• DESCRIPTION OF THE TASK: Produce word for word the lines of the data below running from the one that has "pub struct OptionOverrides" to the one that has "file is given.", inclusive, and no others.

• RECORD SET:
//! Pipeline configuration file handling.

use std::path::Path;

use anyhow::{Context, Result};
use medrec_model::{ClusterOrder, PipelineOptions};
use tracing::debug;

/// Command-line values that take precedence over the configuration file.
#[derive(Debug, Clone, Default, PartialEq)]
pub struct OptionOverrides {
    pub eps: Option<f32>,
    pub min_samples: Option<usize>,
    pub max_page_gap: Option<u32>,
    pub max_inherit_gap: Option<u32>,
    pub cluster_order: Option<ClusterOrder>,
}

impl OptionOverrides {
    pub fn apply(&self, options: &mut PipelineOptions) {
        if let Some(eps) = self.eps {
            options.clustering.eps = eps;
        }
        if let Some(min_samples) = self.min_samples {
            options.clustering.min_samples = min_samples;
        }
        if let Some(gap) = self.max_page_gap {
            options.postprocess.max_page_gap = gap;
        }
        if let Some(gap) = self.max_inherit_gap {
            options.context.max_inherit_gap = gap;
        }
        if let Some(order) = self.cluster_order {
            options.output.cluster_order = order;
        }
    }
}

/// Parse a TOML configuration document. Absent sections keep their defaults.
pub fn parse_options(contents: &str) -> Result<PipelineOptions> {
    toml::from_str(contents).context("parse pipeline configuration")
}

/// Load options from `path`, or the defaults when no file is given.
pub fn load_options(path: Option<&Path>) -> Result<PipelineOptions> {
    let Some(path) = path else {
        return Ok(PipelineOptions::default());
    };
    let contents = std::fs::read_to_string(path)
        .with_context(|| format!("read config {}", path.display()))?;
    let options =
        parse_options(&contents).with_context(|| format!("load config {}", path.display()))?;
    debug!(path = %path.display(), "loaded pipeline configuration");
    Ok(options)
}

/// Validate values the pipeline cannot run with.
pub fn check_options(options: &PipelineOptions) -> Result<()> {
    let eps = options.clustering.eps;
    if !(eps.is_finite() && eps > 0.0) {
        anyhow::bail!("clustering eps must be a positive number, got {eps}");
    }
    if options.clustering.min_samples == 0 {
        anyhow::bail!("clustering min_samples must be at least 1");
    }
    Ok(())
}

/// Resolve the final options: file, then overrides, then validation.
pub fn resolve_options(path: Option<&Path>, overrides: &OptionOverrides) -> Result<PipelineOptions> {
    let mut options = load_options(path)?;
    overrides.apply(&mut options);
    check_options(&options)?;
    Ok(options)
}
==
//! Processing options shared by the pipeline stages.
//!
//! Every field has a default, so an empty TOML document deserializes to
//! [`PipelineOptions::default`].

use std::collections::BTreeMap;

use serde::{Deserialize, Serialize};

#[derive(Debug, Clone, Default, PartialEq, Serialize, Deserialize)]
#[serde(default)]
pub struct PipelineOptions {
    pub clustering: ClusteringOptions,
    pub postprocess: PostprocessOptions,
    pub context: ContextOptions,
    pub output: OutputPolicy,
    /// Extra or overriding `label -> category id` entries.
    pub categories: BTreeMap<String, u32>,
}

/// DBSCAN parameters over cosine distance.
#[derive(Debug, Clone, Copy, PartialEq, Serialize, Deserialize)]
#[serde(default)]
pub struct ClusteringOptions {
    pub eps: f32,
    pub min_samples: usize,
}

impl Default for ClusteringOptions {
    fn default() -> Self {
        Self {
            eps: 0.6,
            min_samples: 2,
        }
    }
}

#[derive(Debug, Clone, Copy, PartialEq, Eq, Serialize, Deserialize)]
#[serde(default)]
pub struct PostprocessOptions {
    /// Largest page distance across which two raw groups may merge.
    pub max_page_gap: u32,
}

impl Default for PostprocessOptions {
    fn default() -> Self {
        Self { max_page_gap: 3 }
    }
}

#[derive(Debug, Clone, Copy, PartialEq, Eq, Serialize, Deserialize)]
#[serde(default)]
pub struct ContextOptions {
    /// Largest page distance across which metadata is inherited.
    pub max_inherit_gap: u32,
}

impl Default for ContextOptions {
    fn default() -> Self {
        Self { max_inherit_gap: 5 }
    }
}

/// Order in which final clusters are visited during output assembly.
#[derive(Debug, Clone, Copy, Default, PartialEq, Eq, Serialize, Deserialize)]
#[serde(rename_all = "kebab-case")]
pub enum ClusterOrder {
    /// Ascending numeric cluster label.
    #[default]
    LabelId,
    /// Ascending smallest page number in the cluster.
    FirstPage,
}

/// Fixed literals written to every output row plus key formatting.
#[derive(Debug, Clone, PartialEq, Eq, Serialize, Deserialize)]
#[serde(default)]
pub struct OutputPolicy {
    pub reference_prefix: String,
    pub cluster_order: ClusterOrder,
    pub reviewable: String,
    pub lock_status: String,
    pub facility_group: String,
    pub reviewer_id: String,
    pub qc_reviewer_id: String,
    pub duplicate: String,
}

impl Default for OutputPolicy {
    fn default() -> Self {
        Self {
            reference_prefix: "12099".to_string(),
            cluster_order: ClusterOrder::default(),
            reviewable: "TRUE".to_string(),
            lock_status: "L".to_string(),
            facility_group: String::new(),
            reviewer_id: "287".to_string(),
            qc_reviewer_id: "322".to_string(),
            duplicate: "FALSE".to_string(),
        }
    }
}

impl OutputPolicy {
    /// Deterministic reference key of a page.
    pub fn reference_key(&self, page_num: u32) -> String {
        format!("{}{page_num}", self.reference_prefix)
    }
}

• WRITTEN REPLY:
pub struct OptionOverrides {
    pub eps: Option<f32>,
    pub min_samples: Option<usize>,
    pub max_page_gap: Option<u32>,
    pub max_inherit_gap: Option<u32>,
    pub cluster_order: Option<ClusterOrder>,
}

impl OptionOverrides {
    pub fn apply(&self, options: &mut PipelineOptions) {
        if let Some(eps) = self.eps {
            options.clustering.eps = eps;
        }
        if let Some(min_samples) = self.min_samples {
            options.clustering.min_samples = min_samples;
        }
        if let Some(gap) = self.max_page_gap {
            options.postprocess.max_page_gap = gap;
        }
        if let Some(gap) = self.max_inherit_gap {
            options.context.max_inherit_gap = gap;
        }
        if let Some(order) = self.cluster_order {
            options.output.cluster_order = order;
        }
    }
}

/// Parse a TOML configuration document. Absent sections keep their defaults.
pub fn parse_options(contents: &str) -> Result<PipelineOptions> {
    toml::from_str(contents).context("parse pipeline configuration")
}

/// Load options from `path`, or the defaults when no file is given.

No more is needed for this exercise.